Development Planning Unit
The Development Planning Unit (DPU) is an international
centre specialising in academic teaching, practical training, research
and consultancy in the field of urban and regional development,
planning, and management. It is concerned with promoting sustainable
forms of development, understanding rapid urbanisation and encouraging
innovation in the policy, planning and management responses to the
economic, social and environmental development of cities and regions,
especially in Asia, Africa and Latin America.
The central purpose of the
DPU is to strengthen the professional and institutional capacity
of governments and non-governmental organisations (NGOs) to deal
with the wide range of issues that are emerging at all levels. The
DPU's multi-disciplinary and multi-national staff offer specialised
courses both in London and abroad for the staff of central government
departments, local authorities, NGOs and the private sector. These
courses are supported by international agencies as well as by national
and provincial governments.
The academic staff of the
DPU is a multi-disciplinary group of 17 professionals and academics
(embracing eleven different nationalities), all with extensive and
on-going research and professional experience in various fields
of urban and institutional development throughout the world. The
DPU Associates is a body of professionals who work closely with
the Unit both in London and overseas.
The University of London and UCL
UCL (University College London) was founded in 1826 as the first
secular institution of higher learning in England. Thus, it is the
oldest and the largest of the 23 major institutions that consitute
the federal University of London. UCL has 72 academic departments with over 19,000 students
of whom 7,000 are postgraduates and 6,000 are overseas student from 140
different countires.
Visit UCL's website
The Faculty of the Built Environment
The Faculty of the Built Environment
consists of The Bartlett Schools of Architecture, Environmental
Design, Construction, Planning and the Development Planning Unit.
The Bartlett is the largest and oldest multi-disciplinary school
of the built environment in the United Kingdom.
It has some 1,000 students of whom more than half are postgraduates.
Link to the Bartlett
Faculty of the Built Environment
Fifity Years of Urban Development Education, Training, Research
and Consultancy
The Architecture Association
In 1953 a conference was in University College London on architecture
and planning in the tropical developing countries of the South.

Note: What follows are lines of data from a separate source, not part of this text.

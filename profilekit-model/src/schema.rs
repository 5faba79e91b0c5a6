use std::collections::BTreeSet;
use std::fmt;

use serde::{Deserialize, Serialize};

use crate::naming::canonical_name;

/// Marker grouping a subset of a host type's fields into one persistable profile.
///
/// Tags are usually declared as constants next to the host type:
///
/// ```
/// use profilekit_model::Tag;
///
/// pub const CONNECTION: Tag = Tag::new("connection");
/// ```
#[derive(Debug, Clone, Copy, PartialEq, Eq, PartialOrd, Ord, Hash)]
pub struct Tag(&'static str);

impl Tag {
    pub const fn new(name: &'static str) -> Self {
        Self(name)
    }

    pub const fn as_str(&self) -> &'static str {
        self.0
    }
}

impl fmt::Display for Tag {
    fn fmt(&self, f: &mut fmt::Formatter<'_>) -> fmt::Result {
        f.write_str(self.0)
    }
}

/// The value kind of a host field.
///
/// Only `Text` and `Boolean` can be persisted. `Other` carries the host's own
/// name for a kind the engine has no mapping for; every codec operation on it
/// fails.
#[derive(Debug, Clone, PartialEq, Eq, Hash, Serialize, Deserialize)]
#[serde(rename_all = "snake_case")]
pub enum ValueCategory {
    Text,
    Boolean,
    Other(String),
}

impl ValueCategory {
    /// Returns `true` for the categories that have a codec and a default.
    pub fn is_supported(&self) -> bool {
        matches!(self, Self::Text | Self::Boolean)
    }
}

impl fmt::Display for ValueCategory {
    fn fmt(&self, f: &mut fmt::Formatter<'_>) -> fmt::Result {
        match self {
            Self::Text => f.write_str("text"),
            Self::Boolean => f.write_str("boolean"),
            Self::Other(kind) => f.write_str(kind),
        }
    }
}

/// A native field value as read from, or handed to, a host object.
#[derive(Debug, Clone, PartialEq, Eq, Hash, Serialize, Deserialize)]
#[serde(rename_all = "snake_case")]
pub enum FieldValue {
    Text(String),
    Boolean(bool),
}

impl FieldValue {
    pub fn category(&self) -> ValueCategory {
        match self {
            Self::Text(_) => ValueCategory::Text,
            Self::Boolean(_) => ValueCategory::Boolean,
        }
    }

    pub fn as_text(&self) -> Option<&str> {
        match self {
            Self::Text(s) => Some(s),
            Self::Boolean(_) => None,
        }
    }

    pub fn as_bool(&self) -> Option<bool> {
        match self {
            Self::Boolean(b) => Some(*b),
            Self::Text(_) => None,
        }
    }
}

impl From<String> for FieldValue {
    fn from(value: String) -> Self {
        Self::Text(value)
    }
}

impl From<&str> for FieldValue {
    fn from(value: &str) -> Self {
        Self::Text(value.to_string())
    }
}

impl From<bool> for FieldValue {
    fn from(value: bool) -> Self {
        Self::Boolean(value)
    }
}

/// Describes one field of a host type.
///
/// Descriptors are derived from the host's [`FieldTable`](crate::FieldTable)
/// on every catalog query and are never persisted.
#[derive(Debug, Clone, PartialEq, Eq)]
pub struct FieldDescriptor {
    /// Declared field name, possibly carrying a `_suffix` qualifier.
    pub name: String,
    pub category: ValueCategory,
    pub tags: BTreeSet<Tag>,
}

impl FieldDescriptor {
    pub fn new(
        name: impl Into<String>,
        category: ValueCategory,
        tags: impl IntoIterator<Item = Tag>,
    ) -> Self {
        Self {
            name: name.into(),
            category,
            tags: tags.into_iter().collect(),
        }
    }

    /// The name the field's accessor and mutator are reachable by.
    pub fn canonical_name(&self) -> &str {
        canonical_name(&self.name)
    }

    pub fn has_tag(&self, tag: &Tag) -> bool {
        self.tags.contains(tag)
    }
}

The deliberations of many widely experienced practitioners at the
conference concentrated on the extent to which architectural and
planning education in the North (and much of it in the South as
well) did not address the climatic and social issues of developing
countries. The conference called for the establishment of a training
programme to address these issues. In response, in 1954 the Architectural
Association School of Architecture in London launched an annual
six-month postgraduate course in tropical architecture. For two
years this was led by the renowned architect-planner Maxwell Fry
before being taken over and developed by
Otto Koenigsberger, former Chief Architect to the Indian State
of Mysore and Director of Housing of the first independent Government
of India.
Over the following decade the course, which attracted architects
and planners from throughout the developing countries as well as
British professionals working in the Commonwealth, developed and
changed in response to the rapidly changing scene in the developing
towns and cities of the South. The initial emphasis on building
physics and climatic design for tropical conditions gave way to
the need for new approaches to planning and social development for
rapid urbanisation. Technical training was replaced by the education
of policy makers, which, in turn, was superseded by concerns for
new participatory approaches to the implementation of policy. In
recognition of these shifts, the programme changed its name from
Tropical Architecture to Tropical Studies, then in 1968 to Development
and Tropical Studies. (see Wakely, P., The Development of a School,
Habitat International, Vol.7, No.5/6, London 1983).
University College London
In 1971 the Department moved from the Architectural Association
to University College London (UCL), changing its name to The Development
Planning Unit (DPU) and Koenigsberger became the first University
of London Professor of Urban Development. Since then the DPU has
continued to change and develop in response to the needs of developing
country governments, city administrations, civil society organisations
and the international community. The DPU Masters Degree programme
was started in 1978; a highly successful programme of specialist
professional short courses in a range of urban development issues
was run throughout the 1980s and early 1990s; the Doctoral Research
(PhD) programme took off in the mid 1980s; and the Unit’s
consultancy and applied research activities have grown consistently.
Fifty years after opening its doors to the first postgraduate course
in 1954, the DPU enjoys a widely respected international reputation
as one of the world’s leading capacity building institutions
in the field of urban and regional development.